Hi Eike,

Your idea, a factory pattern and Run-Time Type Information (RTTI),
will certainly work well.

Another idea, a phonetic guide text included in OUString, may be
one of the possible ideas. Kohei gave us a practical, experimental
way of implementation at
http://sc.openoffice.org/servlets/ReadMsg?list=dev&msgNo=2525

Copying a text with phonetic guide text from Word to Excel, vice
versa, works well. Word and Excel always memorize what a user
typed - phonetic guide text - for getting a Japanese text - base
text - thorough the Input Method.

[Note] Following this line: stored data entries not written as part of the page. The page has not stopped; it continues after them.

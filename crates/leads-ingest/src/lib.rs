//! Ingestion orchestration: form submissions and scrape batches into the lead store.

use std::sync::Arc;
use std::time::Duration;

use anyhow::{Context, Result};
use chrono::{DateTime, Utc};
use leads_adapters::{InquiryListingAdapter, ListingAdapter, ListingSelectors, ListingTarget};
use leads_core::LeadDraft;
use leads_storage::{HttpClientConfig, HttpFetcher, InsertOutcome, LeadStore, StoreConfig, StoreError};
use serde::Serialize;
use serde_json::{Map, Value as JsonValue};
use tokio::sync::Mutex;
use tokio_cron_scheduler::{Job, JobScheduler};
use tracing::{debug, error, info, info_span, warn, Instrument};
use uuid::Uuid;

pub const CRATE_NAME: &str = "leads-ingest";

#[derive(Debug, Clone)]
pub struct IngestConfig {
    pub database_url: String,
    pub source_id: String,
    pub listing_url: String,
    pub user_agent: String,
    pub http_timeout_secs: u64,
    pub scheduler_enabled: bool,
    pub scrape_cron: String,
    pub selectors: ListingSelectors,
}

impl Default for IngestConfig {
    fn default() -> Self {
        Self {
            database_url: "sqlite://leads.db".to_string(),
            source_id: "moving-inquiries".to_string(),
            listing_url: "https://example.com/moving-inquiries".to_string(),
            user_agent: "Mozilla/5.0".to_string(),
            http_timeout_secs: 10,
            scheduler_enabled: false,
            scrape_cron: "0 0 */6 * * *".to_string(),
            selectors: ListingSelectors::default(),
        }
    }
}

impl IngestConfig {
    pub fn from_env() -> Self {
        let defaults = Self::default();
        Self {
            database_url: std::env::var("LEADS_DATABASE_URL").unwrap_or(defaults.database_url),
            source_id: std::env::var("LEADS_SOURCE_ID").unwrap_or(defaults.source_id),
            listing_url: std::env::var("LEADS_LISTING_URL").unwrap_or(defaults.listing_url),
            user_agent: std::env::var("LEADS_USER_AGENT").unwrap_or(defaults.user_agent),
            http_timeout_secs: std::env::var("LEADS_HTTP_TIMEOUT_SECS")
                .ok()
                .and_then(|v| v.parse().ok())
                .unwrap_or(defaults.http_timeout_secs),
            scheduler_enabled: std::env::var("LEADS_SCHEDULER_ENABLED")
                .map(|v| matches!(v.as_str(), "1" | "true" | "TRUE" | "True"))
                .unwrap_or(defaults.scheduler_enabled),
            scrape_cron: std::env::var("LEADS_SCRAPE_CRON").unwrap_or(defaults.scrape_cron),
            selectors: defaults.selectors,
        }
    }

    pub fn store_config(&self) -> StoreConfig {
        StoreConfig::new(self.database_url.clone())
    }

    pub fn http_config(&self) -> HttpClientConfig {
        HttpClientConfig {
            timeout: Duration::from_secs(self.http_timeout_secs),
            user_agent: Some(self.user_agent.clone()),
        }
    }
}

/// Result of pushing one draft at the store.
#[derive(Debug, Clone, Copy, PartialEq, Eq)]
pub enum DraftOutcome {
    Created { id: i64 },
    Duplicate,
    MissingDetails,
}

/// Fingerprint a draft under its source's rule and insert it if absent.
pub async fn store_draft(store: &LeadStore, draft: LeadDraft) -> Result<DraftOutcome, StoreError> {
    let key = draft.identity_key();
    let Some(lead) = draft.into_new_lead() else {
        return Ok(DraftOutcome::MissingDetails);
    };
    Ok(match store.insert_if_absent(&lead, &key).await? {
        InsertOutcome::Created { id } => DraftOutcome::Created { id },
        InsertOutcome::Duplicate => DraftOutcome::Duplicate,
    })
}

#[derive(Debug, Clone, Copy, PartialEq, Eq)]
pub enum InternalCause {
    Storage,
    Unexpected,
}

#[derive(Debug, Clone, Copy, PartialEq, Eq)]
pub enum RejectReason {
    InvalidPayload,
    MissingFields,
    DuplicateLead,
    InternalError(InternalCause),
}

impl RejectReason {
    pub fn status_code(&self) -> u16 {
        match self {
            RejectReason::InvalidPayload | RejectReason::MissingFields => 400,
            RejectReason::DuplicateLead => 409,
            RejectReason::InternalError(_) => 500,
        }
    }

    /// Caller-facing text. Never carries internal error detail.
    pub fn message(&self) -> &'static str {
        match self {
            RejectReason::InvalidPayload => "Invalid JSON payload",
            RejectReason::MissingFields => {
                "Missing required fields: name, email, and details are required."
            }
            RejectReason::DuplicateLead => "Duplicate lead",
            RejectReason::InternalError(InternalCause::Storage) => "Database operation failed",
            RejectReason::InternalError(InternalCause::Unexpected) => {
                "An internal server error occurred"
            }
        }
    }
}

#[derive(Debug, Clone, Copy, PartialEq, Eq)]
pub enum FormOutcome {
    Accepted { id: i64 },
    Rejected(RejectReason),
}

/// A validated form payload: all three fields present and non-empty.
#[derive(Debug, Clone, PartialEq, Eq)]
pub struct FormSubmission {
    pub name: String,
    pub email: String,
    pub details: String,
}

impl FormSubmission {
    /// Validate a raw request body.
    ///
    /// Anything that is not a non-empty JSON object is `InvalidPayload`. A
    /// field that is absent, not a string, or empty is `MissingFields`.
    pub fn parse(body: &[u8]) -> Result<Self, RejectReason> {
        let value: JsonValue =
            serde_json::from_slice(body).map_err(|_| RejectReason::InvalidPayload)?;
        let object = match value {
            JsonValue::Object(map) if !map.is_empty() => map,
            _ => return Err(RejectReason::InvalidPayload),
        };

        match (
            required_text(&object, "name"),
            required_text(&object, "email"),
            required_text(&object, "details"),
        ) {
            (Some(name), Some(email), Some(details)) => Ok(Self {
                name,
                email,
                details,
            }),
            _ => Err(RejectReason::MissingFields),
        }
    }

    pub fn into_draft(self, timestamp: DateTime<Utc>) -> LeadDraft {
        LeadDraft::from_form(self.name, self.email, self.details, timestamp)
    }
}

fn required_text(object: &Map<String, JsonValue>, key: &str) -> Option<String> {
    object
        .get(key)
        .and_then(JsonValue::as_str)
        .filter(|s| !s.is_empty())
        .map(ToString::to_string)
}

/// Form path: validate, fingerprint (email + details), insert if absent.
pub async fn ingest_form_submission(store: &LeadStore, body: &[u8]) -> FormOutcome {
    let submission = match FormSubmission::parse(body) {
        Ok(submission) => submission,
        Err(reason) => {
            debug!(reason = reason.message(), "form submission rejected");
            return FormOutcome::Rejected(reason);
        }
    };
    submit_form_lead(store, submission).await
}

pub async fn submit_form_lead(store: &LeadStore, submission: FormSubmission) -> FormOutcome {
    let email = submission.email.clone();
    let draft = submission.into_draft(Utc::now());
    let key = draft.identity_key();

    match store_draft(store, draft).await {
        Ok(DraftOutcome::Created { id }) => {
            info!(id, %email, unique_hash = %key, "lead saved");
            FormOutcome::Accepted { id }
        }
        Ok(DraftOutcome::Duplicate) => {
            info!(%email, unique_hash = %key, "duplicate lead detected");
            FormOutcome::Rejected(RejectReason::DuplicateLead)
        }
        Ok(DraftOutcome::MissingDetails) => FormOutcome::Rejected(RejectReason::MissingFields),
        Err(err) => {
            error!(%email, error = %err, "database error while saving lead");
            FormOutcome::Rejected(RejectReason::InternalError(InternalCause::Storage))
        }
    }
}

#[derive(Debug, Clone, Default, PartialEq, Eq, Serialize)]
pub struct SaveSummary {
    /// Candidates handed to the batch.
    pub processed: usize,
    pub saved: usize,
    pub duplicates: usize,
    /// Candidates without `details`.
    pub unprocessed: usize,
    /// Candidates lost to a storage fault.
    pub failed: usize,
}

/// Scrape path: store each candidate independently, in order.
///
/// A storage fault on one candidate is logged and counted; the rest of the
/// batch still runs.
pub async fn save_leads(store: &LeadStore, drafts: Vec<LeadDraft>) -> SaveSummary {
    let mut summary = SaveSummary {
        processed: drafts.len(),
        ..Default::default()
    };

    for draft in drafts {
        let preview = details_preview(draft.details.as_deref());
        match store_draft(store, draft).await {
            Ok(DraftOutcome::Created { id }) => {
                summary.saved += 1;
                info!(id, details = %preview, "saved new lead");
            }
            Ok(DraftOutcome::Duplicate) => {
                summary.duplicates += 1;
                debug!(details = %preview, "skipped duplicate lead");
            }
            Ok(DraftOutcome::MissingDetails) => {
                summary.unprocessed += 1;
                warn!("skipped lead with missing details");
            }
            Err(err) => {
                summary.failed += 1;
                error!(details = %preview, error = %err, "error saving lead");
            }
        }
    }

    info!(
        processed = summary.processed,
        saved = summary.saved,
        "scrape batch stored"
    );
    summary
}

fn details_preview(details: Option<&str>) -> String {
    details.unwrap_or_default().chars().take(100).collect()
}

#[derive(Debug, Clone, Serialize)]
pub struct ScrapeRunSummary {
    pub run_id: Uuid,
    pub started_at: DateTime<Utc>,
    pub finished_at: DateTime<Utc>,
    pub source_id: String,
    pub listing_url: String,
    pub fetch_failed: bool,
    pub skipped_items: usize,
    pub save: SaveSummary,
}

impl ScrapeRunSummary {
    pub fn considered(&self) -> usize {
        self.save.processed
    }

    pub fn saved(&self) -> usize {
        self.save.saved
    }
}

pub struct ScrapePipeline {
    target: ListingTarget,
    http: HttpFetcher,
    adapter: Box<dyn ListingAdapter>,
    store: LeadStore,
}

impl ScrapePipeline {
    pub fn new(config: &IngestConfig, store: LeadStore) -> Result<Self> {
        let http = HttpFetcher::new(config.http_config())?;
        let adapter = InquiryListingAdapter::new(config.source_id.clone(), &config.selectors)
            .context("building listing adapter")?;
        Ok(Self::with_adapter(
            ListingTarget {
                url: config.listing_url.clone(),
            },
            http,
            Box::new(adapter),
            store,
        ))
    }

    pub fn with_adapter(
        target: ListingTarget,
        http: HttpFetcher,
        adapter: Box<dyn ListingAdapter>,
        store: LeadStore,
    ) -> Self {
        Self {
            target,
            http,
            adapter,
            store,
        }
    }

    pub fn store(&self) -> &LeadStore {
        &self.store
    }

    /// One sweep: fetch the listing once, normalize, store candidates in page order.
    ///
    /// A failed fetch is an expected transient condition and yields an empty
    /// summary with `fetch_failed` set rather than an error.
    pub async fn run_once(&self) -> Result<ScrapeRunSummary> {
        let run_id = Uuid::new_v4();
        let started_at = Utc::now();
        let source_id = self.adapter.source_id().to_string();
        let span = info_span!("scrape_run", %run_id, source_id = %source_id);

        async move {
            let mut summary = ScrapeRunSummary {
                run_id,
                started_at,
                finished_at: started_at,
                source_id,
                listing_url: self.target.url.clone(),
                fetch_failed: false,
                skipped_items: 0,
                save: SaveSummary::default(),
            };

            let page = match self.adapter.fetch_listing(&self.http, &self.target).await {
                Ok(page) => page,
                Err(err) => {
                    warn!(url = %self.target.url, error = %err, "listing fetch failed, no leads this cycle");
                    summary.fetch_failed = true;
                    summary.finished_at = Utc::now();
                    return Ok(summary);
                }
            };

            let parsed = self
                .adapter
                .parse_listing(&page)
                .with_context(|| format!("parsing listing {}", page.url))?;
            summary.skipped_items = parsed.skipped;
            summary.save = save_leads(&self.store, parsed.drafts).await;
            summary.finished_at = Utc::now();

            info!(
                considered = summary.considered(),
                saved = summary.saved(),
                skipped = summary.skipped_items,
                "scrape run finished"
            );
            Ok(summary)
        }
        .instrument(span)
        .await
    }
}

/// Cron-driven sweeps. Returns `None` when the scheduler is disabled.
///
/// Ticks that arrive while a sweep is still running are dropped.
pub async fn maybe_build_scheduler(
    pipeline: Arc<ScrapePipeline>,
    config: &IngestConfig,
) -> Result<Option<JobScheduler>> {
    if !config.scheduler_enabled {
        return Ok(None);
    }

    let sched = JobScheduler::new().await.context("creating scheduler")?;
    let in_flight = Arc::new(Mutex::new(()));
    let cron = config.scrape_cron.as_str();
    let job = Job::new_async(cron, move |_uuid, _lock| {
        let pipeline = pipeline.clone();
        let in_flight = in_flight.clone();
        Box::pin(async move {
            let Ok(_guard) = in_flight.try_lock() else {
                warn!("previous scrape run still in progress, skipping tick");
                return;
            };
            if let Err(err) = pipeline.run_once().await {
                error!(error = %err, "scheduled scrape run failed");
            }
        })
    })
    .with_context(|| format!("creating scheduler job for cron {cron}"))?;
    sched.add(job).await.context("adding scheduler job")?;
    Ok(Some(sched))
}

pub async fn run_scrape_once_from_env() -> Result<ScrapeRunSummary> {
    let config = IngestConfig::from_env();
    let store = LeadStore::open(&config.store_config())
        .await
        .with_context(|| format!("opening lead store {}", config.database_url))?;
    let pipeline = ScrapePipeline::new(&config, store)?;
    let summary = pipeline.run_once().await;
    pipeline.store().close().await;
    summary
}
use std::sync::Arc;

use anyhow::{Context, Result};
use clap::{Parser, Subcommand};
use leads_ingest::{maybe_build_scheduler, IngestConfig, ScrapePipeline};
use leads_storage::LeadStore;
use leads_web::WebConfig;
use tracing::info;
use tracing_subscriber::{layer::SubscriberExt, util::SubscriberInitExt, EnvFilter};

#[derive(Debug, Parser)]
#[command(name = "leads-cli")]
#[command(about = "Lead intake: form endpoint and listing scraper")]
struct Cli {
    #[command(subcommand)]
    command: Option<Commands>,
}

#[derive(Debug, Subcommand)]
enum Commands {
    /// Run one scrape sweep and print the summary.
    Scrape,
    /// Serve the intake endpoint, with scheduled sweeps when enabled.
    Serve,
    /// Create the leads table if missing.
    InitDb,
    /// Print the most recent leads.
    List {
        #[arg(long, default_value_t = 20)]
        limit: u32,
    },
}

#[tokio::main]
async fn main() -> Result<()> {
    dotenvy::dotenv().ok();
    tracing_subscriber::registry()
        .with(EnvFilter::try_from_default_env().unwrap_or_else(|_| "info,sqlx=warn".into()))
        .with(tracing_subscriber::fmt::layer())
        .init();

    let cli = Cli::parse();

    match cli.command.unwrap_or(Commands::Scrape) {
        Commands::Scrape => {
            let summary = leads_ingest::run_scrape_once_from_env().await?;
            println!(
                "scrape complete: run_id={} url={} fetch_failed={} considered={} saved={} duplicates={} skipped={} failed={}",
                summary.run_id,
                summary.listing_url,
                summary.fetch_failed,
                summary.considered(),
                summary.saved(),
                summary.save.duplicates,
                summary.skipped_items,
                summary.save.failed,
            );
        }
        Commands::Serve => serve().await?,
        Commands::InitDb => {
            let config = IngestConfig::from_env();
            let store = open_store(&config.database_url).await?;
            println!("schema ready: {}", config.database_url);
            store.close().await;
        }
        Commands::List { limit } => {
            let config = IngestConfig::from_env();
            let store = open_store(&config.database_url).await?;
            for lead in store.list_recent(limit).await? {
                println!(
                    "{}\t{}\t{}\t{}\t{}",
                    lead.id,
                    lead.timestamp.to_rfc3339(),
                    lead.source,
                    lead.email.as_deref().unwrap_or("-"),
                    lead.details
                );
            }
            store.close().await;
        }
    }

    Ok(())
}

async fn serve() -> Result<()> {
    let ingest = IngestConfig::from_env();
    let web = WebConfig::from_env();
    let store = open_store(&web.database_url).await?;

    let pipeline = Arc::new(ScrapePipeline::new(&ingest, store.clone())?);
    let scheduler = maybe_build_scheduler(pipeline, &ingest).await?;
    if let Some(sched) = &scheduler {
        sched.start().await.context("starting scheduler")?;
        info!(cron = %ingest.scrape_cron, "scheduled scraping enabled");
    }

    let result = leads_web::serve(&web, store.clone()).await;
    store.close().await;
    result
}

async fn open_store(database_url: &str) -> Result<LeadStore> {
    LeadStore::open(&leads_storage::StoreConfig::new(database_url.to_string()))
        .await
        .with_context(|| format!("opening lead store {database_url}"))
}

Excel Japanese seems to always
save the memorized phonetic guide text as well as base text into
a file regardless of user interaction.

It would be better to handle a text with a phonetic guide text
at more fundamental layer like OUString instead of handling them
at each application in individual ways.

Tora

Eike Rathke wrote:
> No, it results in complex code analysis. You will have to find the
> places anyway where you want to add ruby to string cells. Once changed
> to a factory pattern the resulting code will be not more complex than
> changing calls of
> 
>     ScStringCell* pCell = new ScStringCell(someText);
> 
> to calls of
> 
>     ScStringCell* pCell = ScStringCell::createInstance(someText,maybeRuby);
> 
> that returns a new'd ScRubyStringCell if maybeRuby is not empty, and
> ScStringCell otherwise. A ScRubyStringCell should still have the
> eCellType member variable set to CELLTYPE_STRING so you wouldn't need to
> adapt the zillion places where that is used, but should be
> distinguishable by means of RTTI where needed.